Metropolitan Cornelius (Митрополит Корнилий, Metropoliit Kornelius or secular name Vjatšeslav Vassiljevitš Jakobs, or Vyacheslav Vasilyevich Yakobs, Вячеслав Васильевич Якобс; 19 June 1924 – 19 April 2018) was an Estonian metropolitan bishop of Tallinn and All Estonia, the head of the Estonian Orthodox Church of Moscow Patriarchate.

== Early life ==
Cornelius was born on 19 June 1924 in Tallinn into the family of a Russian army colonel. After the Russian Revolution in 1917, the family had emigrated to Estonia.

In 1943, he finished school and served as a psalm reader in the Church of our Lady Kazan in Tallinn. On 19 August 1945, he was ordained a deacon by Archbishop Paul (Dmitrovsky), and later, on 8 February 1948, he was ordained a priest by bishop Isidore (Bogoyavlensky). He was appointed rector of St Mary Magdalene Church in Haapsalu (et).

In 1951 he graduated from the Leningrad Theological Seminary (by correspondence). From 1951 to 1957 he belonged to the clergy of the Vologda diocese.

== Arrest and imprisonment ==

On 27 February 1957, he was arrested by the KGB and charged with "anti-Soviet agitation" (due to his possession of religious books and conversations with believers). On 16 May 1957, he was sentenced to 10 years imprisonment.

He served his sentence in the political camps of Mordovia (Dubravlag). On 12 September 1960, the Supreme Court of Mordovia reduced the sentence to five years, and then by the court's resolution he was released from custody ahead of time and put on probation. (He was rehabilitated on 14 October 1988).

In November 1960 he returned to Estonia and became rector at the church of St. John of Baptist (et) in Nõmme, Tallinn.

In 1974 he became a widower.
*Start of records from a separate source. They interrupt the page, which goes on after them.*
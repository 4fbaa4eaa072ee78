//! Counting semaphore with first-in-first-out wakeup order.
//!
//! The queue protocol is built from two of these: one counts free slots and
//! gates producers, the other counts occupied slots and gates consumers.
//! Platform condition variables wake waiters in no particular order, so the
//! semaphore keeps its own ticket queue: a `post` makes one permit
//! claimable and only the longest-waiting ticket may claim it.

use std::collections::VecDeque;
#[cfg(not(loom))]
use std::sync::{Condvar, Mutex};
#[cfg(not(loom))]
use std::time::{Duration, Instant};

#[cfg(loom)]
use loom::sync::{Condvar, Mutex};

use crate::context;
use crate::error::SemError;

/// How the gating wait of an operation behaves.
#[derive(Debug, Clone, Copy)]
pub(crate) enum Wait {
    /// Park until a permit arrives.
    Forever,
    /// Fail with [`SemError::WouldBlock`] instead of parking.
    NoWait,
    /// Park at most this long, then fail with [`SemError::TimedOut`].
    #[cfg(not(loom))]
    For(Duration),
    /// Park until this point in time, then fail with [`SemError::TimedOut`].
    #[cfg(not(loom))]
    Until(Instant),
}

impl Wait {
    /// Fixes a relative timeout into an absolute deadline, so the several
    /// waits making up one queue operation share it.
    pub(crate) fn pin(self) -> Wait {
        match self {
            #[cfg(not(loom))]
            Wait::For(timeout) => Wait::Until(Instant::now() + timeout),
            other => other,
        }
    }
}

struct Waiter {
    ticket: u64,
    interrupted: bool,
}

struct State {
    value: usize,
    next_ticket: u64,
    waiters: VecDeque<Waiter>,
}

impl State {
    /// Removes the waiter holding `ticket` if it was interrupted.
    fn take_interrupted(&mut self, ticket: u64) -> bool {
        match self
            .waiters
            .iter()
            .position(|w| w.ticket == ticket && w.interrupted)
        {
            Some(at) => {
                self.waiters.remove(at);
                true
            }
            None => false,
        }
    }

    /// Claims a permit if `ticket` is the longest waiter and one is free.
    fn take_front(&mut self, ticket: u64) -> bool {
        if self.value > 0 && self.waiters.front().is_some_and(|w| w.ticket == ticket) {
            self.value -= 1;
            self.waiters.pop_front();
            true
        } else {
            false
        }
    }

    fn remove(&mut self, ticket: u64) {
        if let Some(at) = self.waiters.iter().position(|w| w.ticket == ticket) {
            self.waiters.remove(at);
        }
    }

    /// A permit is free and someone is queued for it.
    fn handoff_pending(&self) -> bool {
        self.value > 0 && !self.waiters.is_empty()
    }
}

/// Counting semaphore whose value stays within `[0, max]` and whose
/// waiters are woken in arrival order.
///
/// `wait` takes a permit, parking the caller behind earlier arrivals when
/// none is free; `post` releases one permit and hands it to the
/// longest-waiting thread. A permit posted while threads are queued is
/// reserved for the front of the queue: `try_wait` will not barge past it.
pub struct Semaphore {
    state: Mutex<State>,
    permits: Condvar,
    max: usize,
}

impl Semaphore {
    /// Creates a semaphore holding `initial` permits out of at most `max`.
    ///
    /// # Panics
    ///
    /// Panics if `max` is zero or `initial` exceeds `max`.
    pub fn new(initial: usize, max: usize) -> Self {
        assert!(max >= 1, "semaphore maximum must be at least 1");
        assert!(initial <= max, "initial value exceeds the maximum");
        Self {
            state: Mutex::new(State {
                value: initial,
                next_ticket: 0,
                waiters: VecDeque::new(),
            }),
            permits: Condvar::new(),
            max,
        }
    }

    /// Current number of free permits.
    ///
    /// The value may change the moment the lock is released; use it for
    /// sizing decisions and diagnostics, not for synchronization.
    pub fn value(&self) -> usize {
        self.state.lock().unwrap().value
    }

    /// Configured maximum value.
    pub fn max(&self) -> usize {
        self.max
    }

    /// Takes one permit, parking the caller until one is available.
    ///
    /// Fails with [`SemError::NotPermitted`] inside a
    /// [`no_block_scope`](crate::no_block_scope) and with
    /// [`SemError::Interrupted`] if [`interrupt_waiters`](Self::interrupt_waiters)
    /// runs while the caller is parked.
    pub fn wait(&self) -> Result<(), SemError> {
        self.block(None)
    }

    /// Takes one permit if that is possible without parking.
    ///
    /// Fails with [`SemError::WouldBlock`] when no permit is free or when
    /// earlier arrivals are still queued for the next one.
    pub fn try_wait(&self) -> Result<(), SemError> {
        let mut state = self.state.lock().unwrap();
        if state.value > 0 && state.waiters.is_empty() {
            state.value -= 1;
            Ok(())
        } else {
            Err(SemError::WouldBlock)
        }
    }

    /// Takes one permit, parking the caller for at most `timeout`.
    #[cfg(not(loom))]
    pub fn try_wait_for(&self, timeout: Duration) -> Result<(), SemError> {
        self.block(Some(Instant::now() + timeout))
    }

    /// Takes one permit, parking the caller until `deadline` at the latest.
    #[cfg(not(loom))]
    pub fn try_wait_until(&self, deadline: Instant) -> Result<(), SemError> {
        self.block(Some(deadline))
    }

    /// Releases one permit and wakes the longest-waiting thread, if any.
    ///
    /// Fails with [`SemError::Overflow`] when the value is already at the
    /// configured maximum; the value is unchanged in that case.
    pub fn post(&self) -> Result<(), SemError> {
        let mut state = self.state.lock().unwrap();
        if state.value == self.max {
            return Err(SemError::Overflow);
        }
        state.value += 1;
        if !state.waiters.is_empty() {
            // The platform condvar wakes in no particular order, so wake
            // everyone; only the front ticket can claim the permit and the
            // rest park again.
            self.permits.notify_all();
        }
        Ok(())
    }

    /// Wakes every thread currently parked in a wait; each returns
    /// [`SemError::Interrupted`]. Waits that begin afterwards are
    /// unaffected, as are permits already held.
    pub fn interrupt_waiters(&self) {
        let mut state = self.state.lock().unwrap();
        if state.waiters.is_empty() {
            return;
        }
        for waiter in &mut state.waiters {
            waiter.interrupted = true;
        }
        self.permits.notify_all();
    }

    pub(crate) fn wait_using(&self, how: Wait) -> Result<(), SemError> {
        match how {
            Wait::Forever => self.block(None),
            Wait::NoWait => self.try_wait(),
            #[cfg(not(loom))]
            Wait::For(timeout) => self.block(Some(Instant::now() + timeout)),
            #[cfg(not(loom))]
            Wait::Until(deadline) => self.block(Some(deadline)),
        }
    }

    #[cfg(not(loom))]
    fn block(&self, deadline: Option<Instant>) -> Result<(), SemError> {
        if context::blocking_forbidden() {
            return Err(SemError::NotPermitted);
        }
        let mut state = self.state.lock().unwrap();
        if state.value > 0 && state.waiters.is_empty() {
            state.value -= 1;
            return Ok(());
        }
        let ticket = state.next_ticket;
        state.next_ticket += 1;
        state.waiters.push_back(Waiter {
            ticket,
            interrupted: false,
        });
        loop {
            if state.take_interrupted(ticket) {
                if state.handoff_pending() {
                    self.permits.notify_all();
                }
                return Err(SemError::Interrupted);
            }
            if state.take_front(ticket) {
                if state.handoff_pending() {
                    self.permits.notify_all();
                }
                return Ok(());
            }
            state = match deadline {
                None => self.permits.wait(state).unwrap(),
                Some(deadline) => {
                    let now = Instant::now();
                    if now >= deadline {
                        // Too late; the claim checks above already ran once
                        // more, so a permit posted at the deadline was not
                        // lost.
                        state.remove(ticket);
                        if state.handoff_pending() {
                            self.permits.notify_all();
                        }
                        return Err(SemError::TimedOut);
                    }
                    self.permits.wait_timeout(state, deadline - now).unwrap().0
                }
            };
        }
    }

    #[cfg(loom)]
    fn block(&self, deadline: Option<std::time::Instant>) -> Result<(), SemError> {
        assert!(deadline.is_none(), "timed waits are compiled out under loom");
        if context::blocking_forbidden() {
            return Err(SemError::NotPermitted);
        }
        let mut state = self.state.lock().unwrap();
        if state.value > 0 && state.waiters.is_empty() {
            state.value -= 1;
            return Ok(());
        }
        let ticket = state.next_ticket;
        state.next_ticket += 1;
        state.waiters.push_back(Waiter {
            ticket,
            interrupted: false,
        });
        loop {
            if state.take_interrupted(ticket) {
                if state.handoff_pending() {
                    self.permits.notify_all();
                }
                return Err(SemError::Interrupted);
            }
            if state.take_front(ticket) {
                if state.handoff_pending() {
                    self.permits.notify_all();
                }
                return Ok(());
            }
            state = self.permits.wait(state).unwrap();
        }
    }
}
He was subsequently awarded the mitre and was elected chairman of the parish council.

== Later ecclesiastic career ==

On 20 July 1990 at the first meeting of the Holy Synod, chaired by new elected Patriarch Alexius II, he was appointed Bishop of Tallinn, vicar to His Holiness the Patriarch. On 21 August 1990, he took monastic vows in the Monastery of the Dormition at Pechery near Pskov and obtained the name of Cornelius; on 6 September 1990 he was elevated to the rank of archimandrite. On 15 September 1990, he was ordained a bishop at the Cathedral of St. Alexander Nevsky in Tallinn. The chirotony (laying on of hands) was done by Alexei II with Metropolitan Tikhon (Tajakka) of Helsinki (Finnish Orthodox Church), Bishop Eugene (Zhdan) of Tambov and Michurinsk, Bishop Victor (Pyankov) of Podolsk, and Bishop Leo (Tserpitsky) of Novgorod and Staraya Russa.

In 1992 the Holy Synod granted autonomy to the Estonian Orthodox Church and bishop Cornelius became the head of the Estonian church, with the title of Bishop of Tallinn and all Estonia. On 25 February 1995 he was elevated to the rank of archbishop. On 6 November 2000, he was elevated to the rank of Metropolitan of Tallinn and all Estonia.

In 2007 he dismissed local education related protests as "useless" and called on Estonian Orthodox Christians (mostly people of Russian descent) to embrace Estonian culture.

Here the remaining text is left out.